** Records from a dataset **
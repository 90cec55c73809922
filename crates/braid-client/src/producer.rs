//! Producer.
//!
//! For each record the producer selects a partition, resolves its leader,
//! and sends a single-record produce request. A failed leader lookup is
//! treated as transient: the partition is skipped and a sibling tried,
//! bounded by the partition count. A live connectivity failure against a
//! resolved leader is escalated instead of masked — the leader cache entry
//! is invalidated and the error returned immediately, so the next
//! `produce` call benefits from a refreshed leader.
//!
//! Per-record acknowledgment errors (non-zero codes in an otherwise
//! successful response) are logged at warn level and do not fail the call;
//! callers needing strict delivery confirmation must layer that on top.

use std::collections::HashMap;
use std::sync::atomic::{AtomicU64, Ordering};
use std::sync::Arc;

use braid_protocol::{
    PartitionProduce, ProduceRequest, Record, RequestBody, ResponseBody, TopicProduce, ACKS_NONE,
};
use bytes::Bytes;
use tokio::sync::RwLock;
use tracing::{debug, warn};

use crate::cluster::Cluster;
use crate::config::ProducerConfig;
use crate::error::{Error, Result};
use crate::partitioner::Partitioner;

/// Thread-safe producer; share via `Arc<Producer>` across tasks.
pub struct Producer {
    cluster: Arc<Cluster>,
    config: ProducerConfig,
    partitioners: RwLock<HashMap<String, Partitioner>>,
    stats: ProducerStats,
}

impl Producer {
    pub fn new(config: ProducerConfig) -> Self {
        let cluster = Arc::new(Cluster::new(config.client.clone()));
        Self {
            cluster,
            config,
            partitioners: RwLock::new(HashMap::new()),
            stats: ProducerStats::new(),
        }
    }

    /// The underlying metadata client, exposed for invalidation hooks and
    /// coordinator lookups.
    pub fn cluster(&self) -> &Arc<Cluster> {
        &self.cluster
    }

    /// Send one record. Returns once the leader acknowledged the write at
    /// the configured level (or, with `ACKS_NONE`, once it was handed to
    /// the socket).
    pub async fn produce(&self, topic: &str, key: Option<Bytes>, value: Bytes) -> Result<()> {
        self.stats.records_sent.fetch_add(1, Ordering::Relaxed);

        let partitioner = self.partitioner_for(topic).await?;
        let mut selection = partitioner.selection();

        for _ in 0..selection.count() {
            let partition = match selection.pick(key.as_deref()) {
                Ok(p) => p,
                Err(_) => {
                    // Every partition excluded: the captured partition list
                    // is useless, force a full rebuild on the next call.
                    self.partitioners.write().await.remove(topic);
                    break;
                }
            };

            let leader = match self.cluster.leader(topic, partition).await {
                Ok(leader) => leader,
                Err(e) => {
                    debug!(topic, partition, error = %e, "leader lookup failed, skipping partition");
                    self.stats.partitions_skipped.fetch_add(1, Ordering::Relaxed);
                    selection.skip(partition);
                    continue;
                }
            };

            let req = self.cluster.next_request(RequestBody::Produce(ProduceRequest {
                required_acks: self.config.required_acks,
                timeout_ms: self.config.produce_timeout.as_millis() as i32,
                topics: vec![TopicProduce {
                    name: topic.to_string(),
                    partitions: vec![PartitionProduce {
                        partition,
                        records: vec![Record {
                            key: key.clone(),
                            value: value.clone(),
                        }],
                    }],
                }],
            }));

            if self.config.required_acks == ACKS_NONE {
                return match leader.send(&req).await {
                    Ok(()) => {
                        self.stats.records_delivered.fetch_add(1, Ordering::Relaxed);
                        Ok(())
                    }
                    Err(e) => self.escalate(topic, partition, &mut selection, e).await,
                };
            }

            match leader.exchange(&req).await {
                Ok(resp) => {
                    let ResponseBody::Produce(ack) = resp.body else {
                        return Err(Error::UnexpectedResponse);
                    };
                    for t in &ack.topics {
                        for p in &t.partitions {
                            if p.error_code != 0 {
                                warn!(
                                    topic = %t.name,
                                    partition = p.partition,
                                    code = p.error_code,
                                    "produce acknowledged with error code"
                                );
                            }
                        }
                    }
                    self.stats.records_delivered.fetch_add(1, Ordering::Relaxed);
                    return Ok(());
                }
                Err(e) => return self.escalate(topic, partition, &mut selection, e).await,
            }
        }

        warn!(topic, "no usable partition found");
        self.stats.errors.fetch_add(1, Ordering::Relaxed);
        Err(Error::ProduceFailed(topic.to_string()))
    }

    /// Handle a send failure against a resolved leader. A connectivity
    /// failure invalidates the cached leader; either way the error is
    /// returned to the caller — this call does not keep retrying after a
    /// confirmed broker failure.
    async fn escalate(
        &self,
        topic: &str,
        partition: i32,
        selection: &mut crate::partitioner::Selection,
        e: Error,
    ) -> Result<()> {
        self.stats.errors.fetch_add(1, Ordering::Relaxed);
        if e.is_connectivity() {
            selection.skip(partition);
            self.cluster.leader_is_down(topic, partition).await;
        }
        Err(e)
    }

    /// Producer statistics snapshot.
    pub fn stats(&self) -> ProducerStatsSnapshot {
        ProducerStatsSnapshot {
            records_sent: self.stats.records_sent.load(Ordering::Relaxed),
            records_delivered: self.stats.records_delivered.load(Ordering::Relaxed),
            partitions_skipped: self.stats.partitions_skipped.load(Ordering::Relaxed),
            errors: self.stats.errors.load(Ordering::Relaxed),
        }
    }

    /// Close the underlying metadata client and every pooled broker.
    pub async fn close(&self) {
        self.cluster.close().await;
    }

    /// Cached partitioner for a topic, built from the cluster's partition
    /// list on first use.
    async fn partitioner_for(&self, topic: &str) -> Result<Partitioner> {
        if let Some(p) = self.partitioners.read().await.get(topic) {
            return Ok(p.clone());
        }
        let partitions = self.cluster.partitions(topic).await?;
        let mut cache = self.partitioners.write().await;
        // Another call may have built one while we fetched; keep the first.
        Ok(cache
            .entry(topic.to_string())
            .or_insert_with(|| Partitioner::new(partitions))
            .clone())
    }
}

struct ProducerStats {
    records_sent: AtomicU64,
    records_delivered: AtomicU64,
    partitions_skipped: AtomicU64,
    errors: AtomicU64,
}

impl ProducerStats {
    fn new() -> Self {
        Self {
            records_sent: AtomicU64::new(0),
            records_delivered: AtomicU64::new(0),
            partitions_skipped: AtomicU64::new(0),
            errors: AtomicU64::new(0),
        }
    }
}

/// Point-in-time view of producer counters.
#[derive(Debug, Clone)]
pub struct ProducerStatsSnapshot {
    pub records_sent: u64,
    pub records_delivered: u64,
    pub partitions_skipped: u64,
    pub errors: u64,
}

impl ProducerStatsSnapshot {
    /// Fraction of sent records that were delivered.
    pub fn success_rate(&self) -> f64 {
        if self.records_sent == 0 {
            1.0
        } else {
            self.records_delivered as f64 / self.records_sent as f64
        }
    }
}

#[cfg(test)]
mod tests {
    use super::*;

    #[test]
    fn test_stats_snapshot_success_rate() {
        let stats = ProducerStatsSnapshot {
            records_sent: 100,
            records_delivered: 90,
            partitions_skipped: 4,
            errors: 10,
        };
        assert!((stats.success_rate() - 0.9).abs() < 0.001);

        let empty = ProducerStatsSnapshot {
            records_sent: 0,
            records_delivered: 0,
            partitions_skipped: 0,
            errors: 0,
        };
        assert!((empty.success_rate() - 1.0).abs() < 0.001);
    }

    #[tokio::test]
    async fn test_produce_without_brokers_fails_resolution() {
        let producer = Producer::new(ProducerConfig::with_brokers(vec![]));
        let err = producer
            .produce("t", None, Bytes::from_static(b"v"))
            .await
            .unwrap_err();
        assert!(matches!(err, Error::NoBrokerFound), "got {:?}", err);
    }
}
--
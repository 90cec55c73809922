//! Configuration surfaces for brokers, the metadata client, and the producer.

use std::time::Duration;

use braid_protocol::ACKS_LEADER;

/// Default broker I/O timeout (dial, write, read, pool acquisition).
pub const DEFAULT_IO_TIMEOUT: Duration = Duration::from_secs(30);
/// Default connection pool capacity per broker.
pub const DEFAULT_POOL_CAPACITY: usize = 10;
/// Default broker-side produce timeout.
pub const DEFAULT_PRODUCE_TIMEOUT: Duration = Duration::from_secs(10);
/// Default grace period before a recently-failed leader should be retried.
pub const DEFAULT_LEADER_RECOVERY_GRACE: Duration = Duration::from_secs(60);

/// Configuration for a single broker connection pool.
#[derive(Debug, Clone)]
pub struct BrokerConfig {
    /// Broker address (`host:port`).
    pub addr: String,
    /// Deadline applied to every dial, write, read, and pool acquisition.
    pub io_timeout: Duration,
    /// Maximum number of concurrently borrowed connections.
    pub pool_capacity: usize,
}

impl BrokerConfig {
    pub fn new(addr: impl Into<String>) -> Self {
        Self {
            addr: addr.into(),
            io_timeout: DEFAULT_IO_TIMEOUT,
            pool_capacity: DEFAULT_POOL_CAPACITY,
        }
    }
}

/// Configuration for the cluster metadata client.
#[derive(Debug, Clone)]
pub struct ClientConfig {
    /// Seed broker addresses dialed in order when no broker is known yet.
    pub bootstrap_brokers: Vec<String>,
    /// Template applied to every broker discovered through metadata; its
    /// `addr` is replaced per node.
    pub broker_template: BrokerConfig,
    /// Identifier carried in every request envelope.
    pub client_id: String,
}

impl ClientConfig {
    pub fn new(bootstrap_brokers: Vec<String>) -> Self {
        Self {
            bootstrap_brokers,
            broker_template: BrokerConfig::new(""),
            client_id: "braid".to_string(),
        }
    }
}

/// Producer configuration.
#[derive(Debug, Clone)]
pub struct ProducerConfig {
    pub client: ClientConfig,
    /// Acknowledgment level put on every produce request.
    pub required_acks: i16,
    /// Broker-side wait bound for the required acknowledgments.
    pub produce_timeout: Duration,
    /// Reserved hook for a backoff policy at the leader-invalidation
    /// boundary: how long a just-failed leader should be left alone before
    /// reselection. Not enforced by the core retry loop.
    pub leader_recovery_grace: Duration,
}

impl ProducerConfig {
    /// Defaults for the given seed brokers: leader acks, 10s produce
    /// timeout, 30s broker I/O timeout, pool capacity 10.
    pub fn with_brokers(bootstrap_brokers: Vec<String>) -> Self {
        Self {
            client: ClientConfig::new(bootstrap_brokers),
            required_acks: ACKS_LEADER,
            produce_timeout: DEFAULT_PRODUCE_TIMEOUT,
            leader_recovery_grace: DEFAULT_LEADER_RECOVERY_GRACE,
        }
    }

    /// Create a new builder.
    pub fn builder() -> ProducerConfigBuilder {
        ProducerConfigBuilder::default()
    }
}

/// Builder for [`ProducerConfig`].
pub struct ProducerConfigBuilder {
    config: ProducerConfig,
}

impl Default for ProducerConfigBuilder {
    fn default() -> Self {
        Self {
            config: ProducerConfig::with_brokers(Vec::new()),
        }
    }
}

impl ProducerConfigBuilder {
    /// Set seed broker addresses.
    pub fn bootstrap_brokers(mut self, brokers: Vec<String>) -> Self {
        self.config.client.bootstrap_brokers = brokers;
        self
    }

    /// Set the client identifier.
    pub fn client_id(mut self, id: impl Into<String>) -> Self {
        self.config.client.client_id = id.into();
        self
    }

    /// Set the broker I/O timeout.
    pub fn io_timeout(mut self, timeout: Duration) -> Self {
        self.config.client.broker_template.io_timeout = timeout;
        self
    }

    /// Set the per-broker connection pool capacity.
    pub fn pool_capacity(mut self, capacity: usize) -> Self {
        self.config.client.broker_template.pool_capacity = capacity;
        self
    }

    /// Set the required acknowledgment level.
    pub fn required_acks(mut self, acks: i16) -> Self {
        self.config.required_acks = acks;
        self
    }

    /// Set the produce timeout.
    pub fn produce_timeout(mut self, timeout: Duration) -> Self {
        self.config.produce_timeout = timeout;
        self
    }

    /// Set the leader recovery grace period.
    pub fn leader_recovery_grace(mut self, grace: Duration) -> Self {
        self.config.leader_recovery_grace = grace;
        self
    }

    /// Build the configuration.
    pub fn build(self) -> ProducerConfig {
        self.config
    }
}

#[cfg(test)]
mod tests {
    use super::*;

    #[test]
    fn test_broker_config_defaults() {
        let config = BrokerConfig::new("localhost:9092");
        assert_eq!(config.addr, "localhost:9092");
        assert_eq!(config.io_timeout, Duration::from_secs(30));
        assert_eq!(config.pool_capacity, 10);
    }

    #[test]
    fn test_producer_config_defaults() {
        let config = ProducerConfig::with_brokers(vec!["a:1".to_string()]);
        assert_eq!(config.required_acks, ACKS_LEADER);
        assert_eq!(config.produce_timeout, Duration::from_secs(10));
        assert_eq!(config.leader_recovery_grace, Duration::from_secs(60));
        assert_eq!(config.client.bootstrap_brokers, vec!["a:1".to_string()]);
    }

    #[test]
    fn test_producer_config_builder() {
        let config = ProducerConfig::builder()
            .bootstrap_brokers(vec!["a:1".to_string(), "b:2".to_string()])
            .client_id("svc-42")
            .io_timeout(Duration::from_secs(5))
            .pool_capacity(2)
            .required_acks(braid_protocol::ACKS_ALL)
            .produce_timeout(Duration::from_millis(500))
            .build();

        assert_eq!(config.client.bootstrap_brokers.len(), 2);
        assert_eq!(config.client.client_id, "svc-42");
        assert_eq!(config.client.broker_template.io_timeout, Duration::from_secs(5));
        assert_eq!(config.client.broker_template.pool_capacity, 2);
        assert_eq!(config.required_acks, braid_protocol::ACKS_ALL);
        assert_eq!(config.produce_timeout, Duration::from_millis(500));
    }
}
...
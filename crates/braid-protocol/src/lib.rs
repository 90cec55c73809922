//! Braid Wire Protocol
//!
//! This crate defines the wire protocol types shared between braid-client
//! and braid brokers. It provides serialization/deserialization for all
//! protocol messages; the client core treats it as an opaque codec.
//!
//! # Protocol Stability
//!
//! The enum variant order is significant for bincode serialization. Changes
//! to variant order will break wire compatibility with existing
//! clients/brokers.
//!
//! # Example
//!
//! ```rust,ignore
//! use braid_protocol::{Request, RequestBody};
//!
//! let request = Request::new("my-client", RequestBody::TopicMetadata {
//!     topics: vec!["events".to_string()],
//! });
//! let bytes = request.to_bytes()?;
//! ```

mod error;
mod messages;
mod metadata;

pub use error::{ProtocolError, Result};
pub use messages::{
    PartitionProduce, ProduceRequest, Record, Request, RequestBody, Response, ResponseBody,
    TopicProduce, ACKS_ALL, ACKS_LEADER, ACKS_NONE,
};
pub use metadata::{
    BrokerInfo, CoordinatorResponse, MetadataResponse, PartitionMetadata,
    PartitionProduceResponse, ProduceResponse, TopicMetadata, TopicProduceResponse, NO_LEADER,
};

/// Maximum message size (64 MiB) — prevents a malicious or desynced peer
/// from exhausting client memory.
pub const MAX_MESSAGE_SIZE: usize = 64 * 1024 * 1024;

** Task to complete **
Give again exactly, and only, the lines above starting at the one with "retrying after a" and ending at the one with "pub async fn close(&self)".

** Task solution **
    /// returned to the caller — this call does not keep retrying after a
    /// confirmed broker failure.
    async fn escalate(
        &self,
        topic: &str,
        partition: i32,
        selection: &mut crate::partitioner::Selection,
        e: Error,
    ) -> Result<()> {
        self.stats.errors.fetch_add(1, Ordering::Relaxed);
        if e.is_connectivity() {
            selection.skip(partition);
            self.cluster.leader_is_down(topic, partition).await;
        }
        Err(e)
    }

    /// Producer statistics snapshot.
    pub fn stats(&self) -> ProducerStatsSnapshot {
        ProducerStatsSnapshot {
            records_sent: self.stats.records_sent.load(Ordering::Relaxed),
            records_delivered: self.stats.records_delivered.load(Ordering::Relaxed),
            partitions_skipped: self.stats.partitions_skipped.load(Ordering::Relaxed),
            errors: self.stats.errors.load(Ordering::Relaxed),
        }
    }

    /// Close the underlying metadata client and every pooled broker.
    pub async fn close(&self) {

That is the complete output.